------ Given data ------
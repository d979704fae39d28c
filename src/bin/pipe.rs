//! Standalone pipe binary for tenis-polar
//!
//! Minimal filter that encodes stdin to stdout with a key pair.
//! The cipher is its own inverse, so the same invocation decodes.
//!
//! Usage:
//!   tp-pipe <KEY_A> <KEY_B> < message.txt

use std::env;
use std::io::{self, Read, Write};
use std::process;
use tenis_polar::{Cipher, KeyStatus};

fn main() {
    if let Err(e) = run() {
        eprintln!("Error: {}", e);
        process::exit(1);
    }
}

fn run() -> Result<(), Box<dyn std::error::Error>> {
    let args: Vec<String> = env::args().collect();

    if args.len() != 3 {
        eprintln!("Usage: tp-pipe <KEY_A> <KEY_B>");
        process::exit(1);
    }

    let cipher = Cipher::new(&args[1], &args[2]);
    if let KeyStatus::Invalid(reason) = cipher.status() {
        return Err(reason.to_string().into());
    }

    let mut message = String::new();
    io::stdin()
        .read_to_string(&mut message)
        .map_err(|e| format!("Failed to read stdin: {}", e))?;

    let encoded = cipher.encrypt(&message)?;
    io::stdout().write_all(encoded.as_bytes())?;

    Ok(())
}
------
Copy the records above exactly as written.

■ Solved problem:
repository d979704fae39d28c
filename src/bin/pipe.rs
//! Standalone pipe binary for tenis-polar
//!
//! Minimal filter that encodes stdin to stdout with a key pair.
//! The cipher is its own inverse, so the same invocation decodes.
//!
//! Usage:
//!   tp-pipe <KEY_A> <KEY_B> < message.txt

use std::env;
use std::io::{self, Read, Write};
use std::process;
use tenis_polar::{Cipher, KeyStatus};

fn main() {
    if let Err(e) = run() {
        eprintln!("Error: {}", e);
        process::exit(1);
    }
}

fn run() -> Result<(), Box<dyn std::error::Error>> {
    let args: Vec<String> = env::args().collect();

    if args.len() != 3 {
        eprintln!("Usage: tp-pipe <KEY_A> <KEY_B>");
        process::exit(1);
    }

    let cipher = Cipher::new(&args[1], &args[2]);
    if let KeyStatus::Invalid(reason) = cipher.status() {
        return Err(reason.to_string().into());
    }

    let mut message = String::new();
    io::stdin()
        .read_to_string(&mut message)
        .map_err(|e| format!("Failed to read stdin: {}", e))?;

    let encoded = cipher.encrypt(&message)?;
    io::stdout().write_all(encoded.as_bytes())?;

    Ok(())
}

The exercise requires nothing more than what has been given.